Every line with "DhtCallback" in it must be copied from the data.
····················
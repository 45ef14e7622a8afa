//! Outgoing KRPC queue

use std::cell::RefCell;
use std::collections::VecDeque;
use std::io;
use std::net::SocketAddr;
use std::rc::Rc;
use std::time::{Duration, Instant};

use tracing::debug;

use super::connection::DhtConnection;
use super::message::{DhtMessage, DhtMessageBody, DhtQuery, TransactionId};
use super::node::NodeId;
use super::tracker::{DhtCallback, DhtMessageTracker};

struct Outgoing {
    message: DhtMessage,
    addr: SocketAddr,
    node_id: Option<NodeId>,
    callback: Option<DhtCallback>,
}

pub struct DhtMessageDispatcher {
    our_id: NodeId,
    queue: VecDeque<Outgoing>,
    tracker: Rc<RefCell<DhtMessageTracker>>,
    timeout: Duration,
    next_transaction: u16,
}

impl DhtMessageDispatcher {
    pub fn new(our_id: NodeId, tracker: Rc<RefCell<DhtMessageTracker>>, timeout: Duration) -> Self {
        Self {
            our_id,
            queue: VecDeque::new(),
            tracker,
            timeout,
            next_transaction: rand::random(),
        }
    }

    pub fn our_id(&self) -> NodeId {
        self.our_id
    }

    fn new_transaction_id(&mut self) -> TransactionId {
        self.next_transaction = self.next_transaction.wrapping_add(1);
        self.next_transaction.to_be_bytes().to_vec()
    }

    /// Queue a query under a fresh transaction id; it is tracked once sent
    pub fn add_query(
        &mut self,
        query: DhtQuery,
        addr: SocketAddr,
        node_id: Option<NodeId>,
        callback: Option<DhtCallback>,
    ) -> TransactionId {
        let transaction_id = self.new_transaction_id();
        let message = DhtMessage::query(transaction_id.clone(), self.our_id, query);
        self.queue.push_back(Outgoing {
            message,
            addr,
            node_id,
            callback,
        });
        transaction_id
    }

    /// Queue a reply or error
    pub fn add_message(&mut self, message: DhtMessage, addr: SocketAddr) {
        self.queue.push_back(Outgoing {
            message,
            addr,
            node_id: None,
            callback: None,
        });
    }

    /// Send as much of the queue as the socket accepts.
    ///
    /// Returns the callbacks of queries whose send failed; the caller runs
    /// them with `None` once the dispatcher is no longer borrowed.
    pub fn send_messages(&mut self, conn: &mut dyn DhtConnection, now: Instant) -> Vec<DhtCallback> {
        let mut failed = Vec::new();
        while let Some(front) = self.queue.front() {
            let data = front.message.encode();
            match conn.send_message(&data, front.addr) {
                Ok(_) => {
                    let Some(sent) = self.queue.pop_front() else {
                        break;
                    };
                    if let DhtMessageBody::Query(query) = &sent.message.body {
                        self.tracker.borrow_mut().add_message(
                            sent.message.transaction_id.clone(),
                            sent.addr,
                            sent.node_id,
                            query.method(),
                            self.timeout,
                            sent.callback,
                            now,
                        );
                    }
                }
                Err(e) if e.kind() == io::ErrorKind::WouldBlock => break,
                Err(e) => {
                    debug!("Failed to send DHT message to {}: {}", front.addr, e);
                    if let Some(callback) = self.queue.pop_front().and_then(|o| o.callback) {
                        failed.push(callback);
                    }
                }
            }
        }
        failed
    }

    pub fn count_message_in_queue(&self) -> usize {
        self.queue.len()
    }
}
····················
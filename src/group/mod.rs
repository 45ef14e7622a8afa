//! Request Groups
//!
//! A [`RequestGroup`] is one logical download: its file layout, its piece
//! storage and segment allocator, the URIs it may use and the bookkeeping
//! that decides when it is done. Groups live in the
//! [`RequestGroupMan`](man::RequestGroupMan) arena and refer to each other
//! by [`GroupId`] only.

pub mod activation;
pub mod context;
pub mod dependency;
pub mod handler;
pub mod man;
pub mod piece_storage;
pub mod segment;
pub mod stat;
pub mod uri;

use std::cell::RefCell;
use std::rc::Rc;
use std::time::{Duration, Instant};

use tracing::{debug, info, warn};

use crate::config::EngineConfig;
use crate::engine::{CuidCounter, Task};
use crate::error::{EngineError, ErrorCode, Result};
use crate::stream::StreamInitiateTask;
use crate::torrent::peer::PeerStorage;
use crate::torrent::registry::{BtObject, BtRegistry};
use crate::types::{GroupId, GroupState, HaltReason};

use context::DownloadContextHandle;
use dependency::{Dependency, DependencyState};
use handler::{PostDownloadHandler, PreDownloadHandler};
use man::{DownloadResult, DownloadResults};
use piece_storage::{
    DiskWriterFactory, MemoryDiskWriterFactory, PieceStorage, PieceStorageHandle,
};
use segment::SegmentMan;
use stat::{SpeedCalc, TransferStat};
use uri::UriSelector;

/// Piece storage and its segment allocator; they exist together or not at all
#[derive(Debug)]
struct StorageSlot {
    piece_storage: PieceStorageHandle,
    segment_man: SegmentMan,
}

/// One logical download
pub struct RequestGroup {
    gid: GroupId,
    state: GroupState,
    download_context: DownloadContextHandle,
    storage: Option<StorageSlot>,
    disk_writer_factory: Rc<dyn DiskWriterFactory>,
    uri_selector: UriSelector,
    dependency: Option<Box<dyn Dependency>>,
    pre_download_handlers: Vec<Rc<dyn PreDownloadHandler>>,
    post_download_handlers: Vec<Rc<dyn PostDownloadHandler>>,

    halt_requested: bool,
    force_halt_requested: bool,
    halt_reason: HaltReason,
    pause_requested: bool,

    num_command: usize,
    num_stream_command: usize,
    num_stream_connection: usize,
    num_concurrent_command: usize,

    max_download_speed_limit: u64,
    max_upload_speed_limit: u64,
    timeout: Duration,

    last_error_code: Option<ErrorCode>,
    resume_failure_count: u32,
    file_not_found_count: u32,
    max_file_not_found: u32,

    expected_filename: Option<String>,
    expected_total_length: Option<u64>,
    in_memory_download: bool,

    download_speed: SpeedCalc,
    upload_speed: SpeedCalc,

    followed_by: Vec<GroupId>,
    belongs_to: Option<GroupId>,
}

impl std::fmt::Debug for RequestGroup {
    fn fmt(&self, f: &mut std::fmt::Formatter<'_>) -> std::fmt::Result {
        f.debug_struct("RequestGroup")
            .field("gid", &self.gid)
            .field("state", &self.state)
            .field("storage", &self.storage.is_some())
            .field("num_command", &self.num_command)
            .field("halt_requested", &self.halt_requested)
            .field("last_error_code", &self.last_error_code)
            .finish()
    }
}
····················
> _Finished task_:
use super::tracker::{DhtCallback, DhtMessageTracker};
    callback: Option<DhtCallback>,
        callback: Option<DhtCallback>,
    pub fn send_messages(&mut self, conn: &mut dyn DhtConnection, now: Instant) -> Vec<DhtCallback> {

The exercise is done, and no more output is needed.